//! # Cart Module
//!
//! The cart value type: an ordered, code-unique sequence of line items.
//!
//! ## Invariants
//! ```text
//! ┌─────────────────────────────────────────────────────────────────────────┐
//! │                        Cart Invariants                                  │
//! │                                                                         │
//! │  1. UNIQUENESS   At most one line item per product code.                │
//! │                  Re-adding a code merges into the existing line.        │
//! │                                                                         │
//! │  2. ORDER        Insertion order = order codes were FIRST added.        │
//! │                  Merging a quantity never moves the line.               │
//! │                                                                         │
//! │  3. QUANTITY     Every line's quantity ≥ 1. A line is removed,          │
//! │                  never zeroed.                                          │
//! │                                                                         │
//! │  4. SNAPSHOT     name/price are frozen from the catalog at the          │
//! │                  moment the line is first added.                        │
//! └─────────────────────────────────────────────────────────────────────────┘
//! ```
//!
//! This type is pure data: persistence lives in `levelup-store`, rendering
//! in the view layer.

use serde::{Deserialize, Serialize};
use ts_rs::TS;

use crate::catalog::Product;
use crate::money::Money;

/// Clamps a requested quantity to the permissive storefront rule:
/// any non-positive request means "one, please".
///
/// The original storefront never rejected a quantity; it normalized it.
/// See `validation::parse_quantity` for the text-input side of the same rule.
#[inline]
pub fn normalize_quantity(requested: i64) -> i64 {
    if requested < 1 {
        1
    } else {
        requested
    }
}

// =============================================================================
// Line Item
// =============================================================================

/// One product's entry in the cart.
///
/// ## Snapshot Fields
/// `name` and `price` are frozen copies of the catalog values at the time
/// the line was first added. If the catalog is reseeded with new prices, an
/// open cart keeps displaying what the shopper agreed to.
///
/// ## Wire Shape
/// Serializes to exactly the persisted slot schema:
/// `{"code": "...", "name": "...", "price": 49990, "quantity": 2}`
/// (`Money` is a newtype and serializes as a bare integer).
#[derive(Debug, Clone, PartialEq, Eq, Serialize, Deserialize, TS)]
#[serde(rename_all = "camelCase")]
#[ts(export)]
pub struct LineItem {
    /// Product code - must exist in the catalog at add-time.
    pub code: String,

    /// Product name at time of adding (frozen).
    pub name: String,

    /// Unit price at time of adding (frozen).
    pub price: Money,

    /// Quantity in cart, always ≥ 1.
    pub quantity: i64,
}

impl LineItem {
    /// Creates a line item from a catalog product and a normalized quantity.
    pub fn from_product(product: &Product, quantity: i64) -> Self {
        LineItem {
            code: product.code.clone(),
            name: product.name.clone(),
            price: product.price(),
            quantity,
        }
    }

    /// Calculates the line total (unit price × quantity).
    #[inline]
    pub fn line_total(&self) -> Money {
        self.price.multiply_quantity(self.quantity)
    }
}

// =============================================================================
// Cart
// =============================================================================

/// The shopping cart: an ordered sequence of [`LineItem`].
///
/// All operations here are total functions over the cart value. Catalog
/// lookup (the only fallible step of adding) happens in the store layer
/// before this type is touched.
#[derive(Debug, Clone, PartialEq, Eq, Default, Serialize, Deserialize, TS)]
#[serde(rename_all = "camelCase")]
#[ts(export)]
pub struct Cart {
    /// Items in the cart, in first-added order.
    items: Vec<LineItem>,
}

impl Cart {
    /// Creates a new empty cart.
    pub fn new() -> Self {
        Cart { items: Vec::new() }
    }

    /// Rebuilds a cart from a persisted sequence of line items.
    pub fn from_items(items: Vec<LineItem>) -> Self {
        Cart { items }
    }

    /// The line items, in first-added order.
    pub fn items(&self) -> &[LineItem] {
        &self.items
    }

    /// Adds a product to the cart, merging quantities by code.
    ///
    /// ## Behavior
    /// - Code already in cart: its quantity grows by `quantity`, the line
    ///   keeps its position and its original name/price snapshot
    /// - New code: a line is appended at the end with the catalog's current
    ///   name/price frozen in
    ///
    /// The quantity is normalized with [`normalize_quantity`] so the total
    /// item count always grows by at least one. There is no upper bound.
    pub fn add_product(&mut self, product: &Product, quantity: i64) {
        let quantity = normalize_quantity(quantity);

        if let Some(item) = self.items.iter_mut().find(|i| i.code == product.code) {
            item.quantity += quantity;
            return;
        }

        self.items.push(LineItem::from_product(product, quantity));
    }

    /// Removes the line with this code.
    ///
    /// Returns `true` if a line was removed, `false` if the code was not in
    /// the cart. An absent code is a no-op, not an error.
    pub fn remove(&mut self, code: &str) -> bool {
        let initial_len = self.items.len();
        self.items.retain(|i| i.code != code);
        self.items.len() != initial_len
    }

    /// Removes every line.
    pub fn clear(&mut self) {
        self.items.clear();
    }

    /// Checks if the cart is empty.
    pub fn is_empty(&self) -> bool {
        self.items.is_empty()
    }

    /// Returns the number of unique lines in the cart.
    pub fn line_count(&self) -> usize {
        self.items.len()
    }

    /// Returns the total quantity across all lines.
    pub fn total_quantity(&self) -> i64 {
        self.items.iter().map(|i| i.quantity).sum()
    }

    /// Calculates the subtotal (sum of line totals).
    pub fn subtotal(&self) -> Money {
        self.items
            .iter()
            .fold(Money::zero(), |acc, i| acc + i.line_total())
    }

    /// Derived totals for the view layer.
    pub fn totals(&self) -> CartTotals {
        CartTotals {
            total_item_count: self.total_quantity(),
            subtotal: self.subtotal(),
        }
    }
}

// =============================================================================
// Cart Totals
// =============================================================================

/// Derived cart totals, recomputed on demand.
///
/// The storefront has no taxes or fees: the displayed total IS the subtotal,
/// so only one monetary figure is carried.
#[derive(Debug, Clone, Copy, PartialEq, Eq, Serialize, Deserialize, TS)]
#[serde(rename_all = "camelCase")]
#[ts(export)]
pub struct CartTotals {
    /// Sum of quantities over all lines (the badge on the cart icon).
    pub total_item_count: i64,

    /// Sum of unit price × quantity over all lines.
    pub subtotal: Money,
}

// =============================================================================
// Unit Tests
// =============================================================================
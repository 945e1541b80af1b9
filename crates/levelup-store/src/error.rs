//! # Storage Error Types
//!
//! Error types for slot and cart-store operations.
//!
//! ## Error Flow
//! ```text
//! ┌─────────────────────────────────────────────────────────────────────────┐
//! │                    Error Propagation                                    │
//! │                                                                         │
//! │  std::io::Error / serde_json::Error                                     │
//! │       │                                                                 │
//! │       ▼                                                                 │
//! │  StoreError (this module) ← adds the storage context                    │
//! │       │                                                                 │
//! │       ▼                                                                 │
//! │  View layer shows a user-facing message                                 │
//! │                                                                         │
//! │  NOTE: a corrupt snapshot at startup is NOT an error - it degrades      │
//! │  to an empty cart and is only logged (see CartStore::open).             │
//! └─────────────────────────────────────────────────────────────────────────┘
//! ```

use thiserror::Error;

use levelup_core::CoreError;

/// Errors from cart-store operations.
#[derive(Debug, Error)]
pub enum StoreError {
    /// A domain rule failed (e.g. the product code is not in the catalog).
    #[error(transparent)]
    Core(#[from] CoreError),

    /// The storage slot could not be read or written.
    ///
    /// ## When This Occurs
    /// - Data directory is missing or not writable
    /// - Disk full
    #[error("storage slot I/O failed: {0}")]
    Io(#[from] std::io::Error),

    /// The in-memory cart could not be serialized for persistence.
    #[error("cart snapshot could not be serialized: {0}")]
    Snapshot(#[from] serde_json::Error),
}

/// Result type for storage operations.
pub type StoreResult<T> = Result<T, StoreError>;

◆ What the exercise asks ◆
Give all the entries again exactly; leave none out.

◆ Solution below ◆
//! # Cart Module
//!
//! The cart value type: an ordered, code-unique sequence of line items.
//!
//! ## Invariants
//! ```text
//! ┌─────────────────────────────────────────────────────────────────────────┐
//! │                        Cart Invariants                                  │
//! │                                                                         │
//! │  1. UNIQUENESS   At most one line item per product code.                │
//! │                  Re-adding a code merges into the existing line.        │
//! │                                                                         │
//! │  2. ORDER        Insertion order = order codes were FIRST added.        │
//! │                  Merging a quantity never moves the line.               │
//! │                                                                         │
//! │  3. QUANTITY     Every line's quantity ≥ 1. A line is removed,          │
//! │                  never zeroed.                                          │
//! │                                                                         │
//! │  4. SNAPSHOT     name/price are frozen from the catalog at the          │
//! │                  moment the line is first added.                        │
//! └─────────────────────────────────────────────────────────────────────────┘
//! ```
//!
//! This type is pure data: persistence lives in `levelup-store`, rendering
//! in the view layer.

use serde::{Deserialize, Serialize};
use ts_rs::TS;

use crate::catalog::Product;
use crate::money::Money;

/// Clamps a requested quantity to the permissive storefront rule:
/// any non-positive request means "one, please".
///
/// The original storefront never rejected a quantity; it normalized it.
/// See `validation::parse_quantity` for the text-input side of the same rule.
#[inline]
pub fn normalize_quantity(requested: i64) -> i64 {
    if requested < 1 {
        1
    } else {
        requested
    }
}

// =============================================================================
// Line Item
// =============================================================================

/// One product's entry in the cart.
///
/// ## Snapshot Fields
/// `name` and `price` are frozen copies of the catalog values at the time
/// the line was first added. If the catalog is reseeded with new prices, an
/// open cart keeps displaying what the shopper agreed to.
///
/// ## Wire Shape
/// Serializes to exactly the persisted slot schema:
/// `{"code": "...", "name": "...", "price": 49990, "quantity": 2}`
/// (`Money` is a newtype and serializes as a bare integer).
#[derive(Debug, Clone, PartialEq, Eq, Serialize, Deserialize, TS)]
#[serde(rename_all = "camelCase")]
#[ts(export)]
pub struct LineItem {
    /// Product code - must exist in the catalog at add-time.
    pub code: String,

    /// Product name at time of adding (frozen).
    pub name: String,

    /// Unit price at time of adding (frozen).
    pub price: Money,

    /// Quantity in cart, always ≥ 1.
    pub quantity: i64,
}

impl LineItem {
    /// Creates a line item from a catalog product and a normalized quantity.
    pub fn from_product(product: &Product, quantity: i64) -> Self {
        LineItem {
            code: product.code.clone(),
            name: product.name.clone(),
            price: product.price(),
            quantity,
        }
    }

    /// Calculates the line total (unit price × quantity).
    #[inline]
    pub fn line_total(&self) -> Money {
        self.price.multiply_quantity(self.quantity)
    }
}

// =============================================================================
// Cart
// =============================================================================

/// The shopping cart: an ordered sequence of [`LineItem`].
///
/// All operations here are total functions over the cart value. Catalog
/// lookup (the only fallible step of adding) happens in the store layer
/// before this type is touched.
#[derive(Debug, Clone, PartialEq, Eq, Default, Serialize, Deserialize, TS)]
#[serde(rename_all = "camelCase")]
#[ts(export)]
pub struct Cart {
    /// Items in the cart, in first-added order.
    items: Vec<LineItem>,
}

impl Cart {
    /// Creates a new empty cart.
    pub fn new() -> Self {
        Cart { items: Vec::new() }
    }

    /// Rebuilds a cart from a persisted sequence of line items.
    pub fn from_items(items: Vec<LineItem>) -> Self {
        Cart { items }
    }

    /// The line items, in first-added order.
    pub fn items(&self) -> &[LineItem] {
        &self.items
    }

    /// Adds a product to the cart, merging quantities by code.
    ///
    /// ## Behavior
    /// - Code already in cart: its quantity grows by `quantity`, the line
    ///   keeps its position and its original name/price snapshot
    /// - New code: a line is appended at the end with the catalog's current
    ///   name/price frozen in
    ///
    /// The quantity is normalized with [`normalize_quantity`] so the total
    /// item count always grows by at least one. There is no upper bound.
    pub fn add_product(&mut self, product: &Product, quantity: i64) {
        let quantity = normalize_quantity(quantity);

        if let Some(item) = self.items.iter_mut().find(|i| i.code == product.code) {
            item.quantity += quantity;
            return;
        }

        self.items.push(LineItem::from_product(product, quantity));
    }

    /// Removes the line with this code.
    ///
    /// Returns `true` if a line was removed, `false` if the code was not in
    /// the cart. An absent code is a no-op, not an error.
    pub fn remove(&mut self, code: &str) -> bool {
        let initial_len = self.items.len();
        self.items.retain(|i| i.code != code);
        self.items.len() != initial_len
    }

    /// Removes every line.
    pub fn clear(&mut self) {
        self.items.clear();
    }

    /// Checks if the cart is empty.
    pub fn is_empty(&self) -> bool {
        self.items.is_empty()
    }

    /// Returns the number of unique lines in the cart.
    pub fn line_count(&self) -> usize {
        self.items.len()
    }

    /// Returns the total quantity across all lines.
    pub fn total_quantity(&self) -> i64 {
        self.items.iter().map(|i| i.quantity).sum()
    }

    /// Calculates the subtotal (sum of line totals).
    pub fn subtotal(&self) -> Money {
        self.items
            .iter()
            .fold(Money::zero(), |acc, i| acc + i.line_total())
    }

    /// Derived totals for the view layer.
    pub fn totals(&self) -> CartTotals {
        CartTotals {
            total_item_count: self.total_quantity(),
            subtotal: self.subtotal(),
        }
    }
}

// =============================================================================
// Cart Totals
// =============================================================================

/// Derived cart totals, recomputed on demand.
///
/// The storefront has no taxes or fees: the displayed total IS the subtotal,
/// so only one monetary figure is carried.
#[derive(Debug, Clone, Copy, PartialEq, Eq, Serialize, Deserialize, TS)]
#[serde(rename_all = "camelCase")]
#[ts(export)]
pub struct CartTotals {
    /// Sum of quantities over all lines (the badge on the cart icon).
    pub total_item_count: i64,

    /// Sum of unit price × quantity over all lines.
    pub subtotal: Money,
}

// =============================================================================
// Unit Tests
// =============================================================================
repository 945e1541b80af1b9
filename crates/levelup-store/src/error.rs
//! # Storage Error Types
//!
//! Error types for slot and cart-store operations.
//!
//! ## Error Flow
//! ```text
//! ┌─────────────────────────────────────────────────────────────────────────┐
//! │                    Error Propagation                                    │
//! │                                                                         │
//! │  std::io::Error / serde_json::Error                                     │
//! │       │                                                                 │
//! │       ▼                                                                 │
//! │  StoreError (this module) ← adds the storage context                    │
//! │       │                                                                 │
//! │       ▼                                                                 │
//! │  View layer shows a user-facing message                                 │
//! │                                                                         │
//! │  NOTE: a corrupt snapshot at startup is NOT an error - it degrades      │
//! │  to an empty cart and is only logged (see CartStore::open).             │
//! └─────────────────────────────────────────────────────────────────────────┘
//! ```

use thiserror::Error;

use levelup_core::CoreError;

/// Errors from cart-store operations.
#[derive(Debug, Error)]
pub enum StoreError {
    /// A domain rule failed (e.g. the product code is not in the catalog).
    #[error(transparent)]
    Core(#[from] CoreError),

    /// The storage slot could not be read or written.
    ///
    /// ## When This Occurs
    /// - Data directory is missing or not writable
    /// - Disk full
    #[error("storage slot I/O failed: {0}")]
    Io(#[from] std::io::Error),

    /// The in-memory cart could not be serialized for persistence.
    #[error("cart snapshot could not be serialized: {0}")]
    Snapshot(#[from] serde_json::Error),
}

/// Result type for storage operations.
pub type StoreResult<T> = Result<T, StoreError>;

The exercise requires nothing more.